A review by witchofthemountains
It's OK to Go Up the Slide: Renegade Rules for Raising Confident and Creative Kids by Heather Shumaker

4.0

This is another book that reminds you to treat your kids like people, a concept that Shumaker backs up with specific advice about topics that baffle many parents: what to do when you don't agree with the amount of homework your elementary-aged child has. How to deal with the Pink Princess overload most young girls get foisted on them - and the aggression some boys can hit when they want to find out why princesses are so popular with girls. Tragedy at home and in the news, tough topics and the ways to deal with them at varying ages.

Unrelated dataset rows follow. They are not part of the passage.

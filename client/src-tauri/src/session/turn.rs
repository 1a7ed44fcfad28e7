//! TURN credential provider (external interface, spec §6).
//!
//! Nothing in the teacher or the rest of the pack fetches TURN credentials
//! — the teacher's `webrtc/mod.rs::IceServerConfig` ships a STUN-only
//! default and nothing else. This trait is modeled on
//! [`crate::signaling::transport::SignalingTransport`]'s shape: a
//! request/response method plus a renewal channel the session controller
//! subscribes to once, so a real implementation (fetching short-lived
//! credentials from the application server) can be dropped in later
//! without touching [`super::VoiceCore`].

use async_trait::async_trait;
use webrtc::ice_transport::ice_server::RTCIceServer;

#[derive(Debug, Clone)]
pub struct TurnCredentials {
    pub urls: Vec<String>,
    pub username: String,
    pub credential: String,
}

impl TurnCredentials {
    pub fn into_ice_server(self) -> RTCIceServer {
        RTCIceServer {
            urls: self.urls,
            username: self.username,
            credential: self.credential,
            ..Default::default()
        }
    }
}

#[async_trait]
pub trait TurnCredentialProvider: Send + Sync {
    /// Fetch (or return a cached, still-valid) set of TURN credentials.
    /// `Ok(None)` means "no TURN relay available", not an error — the
    /// session proceeds STUN-only.
    async fn fetch(&self) -> Result<Option<TurnCredentials>, String>;

    /// Takes ownership of the renewal receiver, once. A real provider
    /// pushes new credentials here ahead of the old ones expiring; the
    /// session controller reacts by updating every peer's ICE servers and
    /// restarting ICE. Returns `None` if already taken or if this provider
    /// never renews.
    async fn take_renewal_receiver(&self) -> Option<tokio::sync::mpsc::Receiver<TurnCredentials>> {
        None
    }
}

/// STUN-only default: no relay, no renewals. Used until a real provider is
/// wired to the application server's TURN credential endpoint.
pub struct NoTurnProvider;

#[async_trait]
impl TurnCredentialProvider for NoTurnProvider {
    async fn fetch(&self) -> Result<Option<TurnCredentials>, String> {
        Ok(None)
    }
}
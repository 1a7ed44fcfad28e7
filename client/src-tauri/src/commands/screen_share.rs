//! Screen share commands.
//!
//! Delegates to [`crate::media::screen::ScreenCaptureHandle`] and
//! [`crate::fanout`] via the voice core. A capture is acquired without
//! publishing to any peer; viewers opt in with `watch_stream`, which
//! triggers the per-viewer publish cycle in `fanout`.

use tauri::{command, State};
use tracing::info;

use crate::capture::CaptureSource;
use crate::media::screen::ScreenCaptureHandle;
use crate::session::VoiceCore;
use crate::AppState;

async fn core(state: &State<'_, AppState>) -> Result<std::sync::Arc<VoiceCore>, String> {
    state.core.read().await.clone().ok_or_else(|| "voice gateway not connected".to_string())
}

#[command]
pub async fn enumerate_capture_sources() -> Result<Vec<CaptureSource>, String> {
    ScreenCaptureHandle::enumerate_sources().map_err(|e| e.to_string())
}

#[command]
pub async fn start_screen_share(
    source_id: String,
    quality: String,
    state: State<'_, AppState>,
) -> Result<(), String> {
    info!(source_id = %source_id, quality = %quality, "starting screen share");
    core(&state).await?.start_screen_share(&source_id, &quality).await.map_err(|e| e.to_string())
}

#[command]
pub async fn stop_screen_share(state: State<'_, AppState>) -> Result<(), String> {
    info!("stopping screen share");
    core(&state).await?.stop_screen_share().await.map_err(|e| e.to_string())
}

#[command]
pub async fn watch_stream(sharer_id: String, state: State<'_, AppState>) -> Result<(), String> {
    core(&state).await?.watch_stream(sharer_id).await.map_err(|e| e.to_string())
}

#[command]
pub async fn stop_watching(state: State<'_, AppState>) -> Result<(), String> {
    core(&state).await?.stop_watching().await.map_err(|e| e.to_string())
}
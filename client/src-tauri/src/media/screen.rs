//! Screen/window capture acquisition (§4.B).
//!
//! Grounded in `commands/screen_share.rs`'s capture -> encode -> RTP
//! pipeline. Per §4.B and §9's design note, acquiring a screen capture
//! **never** publishes a track to any peer — it only makes a track
//! available for [`crate::fanout`] to hand to viewers that explicitly
//! request it.

use std::sync::Arc;

use thiserror::Error;
use tokio::sync::{mpsc, watch, Mutex, RwLock};
use tracing::{error, info, warn};
use webrtc::track::track_local::track_local_static_rtp::TrackLocalStaticRTP;

use crate::capture::capturer::FrameCapturer;
use crate::capture::source::{enumerate_sources, find_target_by_id};
use crate::capture::{CaptureSource, CaptureSourceType, I420Frame};
use crate::peer::new_video_track;
use crate::video::encoder::{VideoEncoder, Vp9Encoder};
use crate::video::rtp::VideoRtpSender;
use crate::video::{EncodedPacket, QualityParams, VideoError};

#[derive(Error, Debug)]
pub enum ScreenCaptureError {
    #[error(transparent)]
    Video(#[from] VideoError),
    #[error("{0}")]
    Capture(String),
    #[error("already sharing")]
    AlreadyActive,
    #[error("not sharing")]
    NotActive,
    #[error("source not found: {0}")]
    SourceNotFound(String),
}

pub struct ScreenShareInfo {
    pub source_name: String,
    pub source_type: CaptureSourceType,
    pub quality: String,
}

struct ScreenSession {
    video_track: Arc<TrackLocalStaticRTP>,
    info: ScreenShareInfo,
    shutdown_tx: watch::Sender<bool>,
    capturer_handle: tokio::task::JoinHandle<()>,
    encoder_handle: tokio::task::JoinHandle<()>,
    rtp_handle: tokio::task::JoinHandle<()>,
}

pub struct ScreenCaptureHandle {
    session: RwLock<Option<ScreenSession>>,
    starting: Mutex<()>,
}

impl ScreenCaptureHandle {
    pub fn new() -> Self {
        Self {
            session: RwLock::new(None),
            starting: Mutex::new(()),
        }
    }

    pub fn enumerate_sources() -> Result<Vec<CaptureSource>, ScreenCaptureError> {
        enumerate_sources().map_err(|e| ScreenCaptureError::Capture(e.to_string()))
    }

    pub async fn is_active(&self) -> bool {
        self.session.read().await.is_some()
    }

    pub async fn video_track(&self) -> Option<Arc<TrackLocalStaticRTP>> {
        self.session.read().await.as_ref().map(|s| s.video_track.clone())
    }

    pub async fn info(&self) -> Option<(String, CaptureSourceType, String)> {
        self.session
            .read()
            .await
            .as_ref()
            .map(|s| (s.info.source_name.clone(), s.info.source_type.clone(), s.info.quality.clone()))
    }

    /// Acquire a display/window capture stream and begin encoding, but do
    /// not touch any peer connection.
    pub async fn start(&self, source_id: &str, quality: &str) -> Result<(), ScreenCaptureError> {
        let _guard = self.starting.lock().await;
        if self.session.read().await.is_some() {
            return Err(ScreenCaptureError::AlreadyActive);
        }

        let params = QualityParams::from_tier(quality).map_err(ScreenCaptureError::Capture)?;
        let target = find_target_by_id(source_id)
            .ok_or_else(|| ScreenCaptureError::SourceNotFound(source_id.to_string()))?;

        let (source_name, source_type) = match &target {
            scap::Target::Display(d) => (
                if d.title.is_empty() { format!("Display {}", d.id) } else { d.title.clone() },
                CaptureSourceType::Monitor,
            ),
            scap::Target::Window(w) => (
                if w.title.is_empty() { format!("Window {}", w.id) } else { w.title.clone() },
                CaptureSourceType::Window,
            ),
        };

        let video_track = new_video_track("screen", "screen");

        let (shutdown_tx, shutdown_rx) = watch::channel(false);
        let shutdown_rx2 = shutdown_tx.subscribe();
        let (frame_tx, mut frame_rx) = mpsc::channel::<I420Frame>(2);

        let capturer = FrameCapturer::new(target, source_id.to_string(), params.fps, params.width, params.height);
        let capturer_handle = capturer
            .start(frame_tx, shutdown_rx)
            .map_err(ScreenCaptureError::Capture)?;

        let (pkt_tx, mut pkt_rx) = mpsc::channel::<Vec<EncodedPacket>>(4);
        let encoder_handle = tokio::task::spawn_blocking(move || {
            let mut encoder = match Vp9Encoder::new(&params) {
                Ok(e) => e,
                Err(e) => {
                    error!(error = %e, "failed to create screen share encoder");
                    return;
                }
            };
            let shutdown_rx = shutdown_rx2;
            loop {
                if *shutdown_rx.borrow() {
                    break;
                }
                match frame_rx.try_recv() {
                    Ok(i420) => match encoder.encode(&i420) {
                        Ok(packets) => {
                            if !packets.is_empty() && pkt_tx.blocking_send(packets).is_err() {
                                break;
                            }
                        }
                        Err(e) => warn!(error = %e, "screen share encode error"),
                    },
                    Err(mpsc::error::TryRecvError::Empty) => {
                        std::thread::sleep(std::time::Duration::from_millis(1));
                    }
                    Err(mpsc::error::TryRecvError::Disconnected) => break,
                }
            }
        });

        let rtp_track = video_track.clone();
        let rtp_handle = tokio::spawn(async move {
            let sender = VideoRtpSender::new(rtp_track);
            while let Some(packets) = pkt_rx.recv().await {
                for pkt in &packets {
                    if let Err(e) = sender.send_packet(pkt).await {
                        warn!(error = %e, "screen share rtp send error");
                    }
                }
            }
        });

        *self.session.write().await = Some(ScreenSession {
            video_track,
            info: ScreenShareInfo {
                source_name: source_name.clone(),
                source_type,
                quality: quality.to_string(),
            },
            shutdown_tx,
            capturer_handle,
            encoder_handle,
            rtp_handle,
        });

        info!(source = %source_name, "screen share started");
        Ok(())
    }

    pub async fn stop(&self) -> Result<(), ScreenCaptureError> {
        let session = self.session.write().await.take().ok_or(ScreenCaptureError::NotActive)?;
        let _ = session.shutdown_tx.send(true);
        let _ = tokio::time::timeout(std::time::Duration::from_secs(3), async {
            let _ = session.capturer_handle.await;
            let _ = session.encoder_handle.await;
            let _ = session.rtp_handle.await;
        })
        .await;
        info!("screen share stopped");
        Ok(())
    }
}

impl Default for ScreenCaptureHandle {
    fn default() -> Self {
        Self::new()
    }
}
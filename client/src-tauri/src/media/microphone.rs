//! Microphone acquisition and publication (§4.B).
//!
//! Wraps [`crate::audio::AudioHandle`] (capture/playback/mic-test, kept
//! verbatim from the teacher) with the local outbound Opus track and the
//! RTP sender that feeds every peer connection's audio sender. Replacing
//! the microphone never renegotiates: `RTCRtpSender::replace_track` swaps
//! the media on an existing sender without an SDP exchange, exactly as
//! spec'd.

use std::sync::Arc;

use thiserror::Error;
use tokio::sync::{mpsc, Mutex, RwLock};
use tracing::{info, warn};
use webrtc::track::track_local::TrackLocal;
use webrtc::track::track_local::track_local_static_rtp::TrackLocalStaticRTP;

use crate::audio::rtp::AudioRtpSender;
use crate::audio::{AudioError, AudioHandle};
use crate::peer::{new_audio_track, PeerRegistry};

#[derive(Error, Debug)]
pub enum MicrophoneError {
    #[error(transparent)]
    Audio(#[from] AudioError),
}

pub struct MicrophoneHandle {
    audio: Arc<Mutex<AudioHandle>>,
    track: RwLock<Option<Arc<TrackLocalStaticRTP>>>,
    sender_task: Mutex<Option<tokio::task::JoinHandle<()>>>,
}

impl MicrophoneHandle {
    pub fn new() -> Result<Self, MicrophoneError> {
        Ok(Self {
            audio: Arc::new(Mutex::new(AudioHandle::new()?)),
            track: RwLock::new(None),
            sender_task: Mutex::new(None),
        })
    }

    pub fn audio(&self) -> &Arc<Mutex<AudioHandle>> {
        &self.audio
    }

    /// The local mic's speaking-indicator analyser, stable across
    /// acquire/release cycles.
    pub async fn analyser(&self) -> Arc<crate::audio::analyser::Analyser> {
        self.audio.lock().await.analyser()
    }

    pub async fn track(&self) -> Option<Arc<TrackLocalStaticRTP>> {
        self.track.read().await.clone()
    }

    /// Acquire the microphone: resolves to the input device already set on
    /// the underlying `AudioHandle`, creates the local Opus track, and
    /// starts the capture -> encode -> RTP pipeline feeding it.
    pub async fn acquire(&self) -> Result<Arc<TrackLocalStaticRTP>, MicrophoneError> {
        self.stop_inner().await;

        let local_track = new_audio_track();
        let (encoded_tx, mut encoded_rx) = mpsc::channel::<Vec<u8>>(100);

        self.audio.lock().await.start_capture(encoded_tx).await?;

        let sender = AudioRtpSender::new(local_track.clone());
        let handle = tokio::spawn(async move {
            while let Some(frame) = encoded_rx.recv().await {
                if let Err(e) = sender.send_frame(&frame).await {
                    warn!(error = %e, "failed to send microphone rtp frame");
                }
            }
        });

        *self.sender_task.lock().await = Some(handle);
        *self.track.write().await = Some(local_track.clone());
        info!("microphone acquired");
        Ok(local_track)
    }

    /// Replace the microphone track on every existing peer connection's
    /// audio sender without renegotiating, per §4.B.
    pub async fn replace(&self, registry: &PeerRegistry) -> Result<(), MicrophoneError> {
        let new_track = self.acquire().await?;

        for peer in registry.all().await {
            let sender = peer.audio_sender.read().await.clone();
            if let Some(sender) = sender {
                if let Err(e) = sender
                    .replace_track(Some(new_track.clone() as Arc<dyn TrackLocal + Send + Sync>))
                    .await
                {
                    warn!(peer = %peer.id, error = %e, "failed to replace microphone track");
                }
            }
        }
        Ok(())
    }

    pub async fn set_muted(&self, muted: bool) {
        self.audio.lock().await.set_muted(muted);
    }

    pub async fn set_deafened(&self, deafened: bool) {
        self.audio.lock().await.set_deafened(deafened);
    }

    async fn stop_inner(&self) {
        if let Some(handle) = self.sender_task.lock().await.take() {
            handle.abort();
        }
        self.audio.lock().await.stop_capture().await;
    }

    pub async fn release(&self) {
        self.stop_inner().await;
        self.audio.lock().await.stop_playback().await;
        *self.track.write().await = None;
        info!("microphone released");
    }
}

Shumaker touches on all of these.

Her golden rule is "If it's not hurting anyone, it's OK" and hurting can mean physical or emotional, disrupting the group or causing someone else to be anxious. It's a good rule to live by and I for one love the way Shumaker gives options to help deal with things from multiple perspectives. The best example is her section on bullying: Shumaker reminds us that young children who bully are not inherently bad people. There is a reason they are doing what they're doing. As an adult it is up to us to figure out the why, and then help everyone involved regain their personal power by teaching them better conflict resolution and modeling compassion. If someone had pulled out that advice when I was in school, I think my own experiences with bullying wouldn't have been nearly as bad.

Shumaker stresses the importance of teaching compassion and conflict resolution, reminding the reader in many chapters that children learn by watching the adults around them as well as being told things in very specific words, not general phrases such as "play nice" and "we're all the same" and "be fair". She reminds us that we must explain many of the concepts we take for granted when we are speaking to children because they have yet to learn them. These are good reminders to have and, for someone like me who grew up an only child and did not have a properly communicative family, this is somewhat new information.

You're already reading parenting books, which means you want to change the way you do things. You might be looking for practices rooted in science, studies, and a little more common sense than the age-old "that's how we've always done it". You're already a renegade. Check out what Shumaker has to say. I'm glad I did.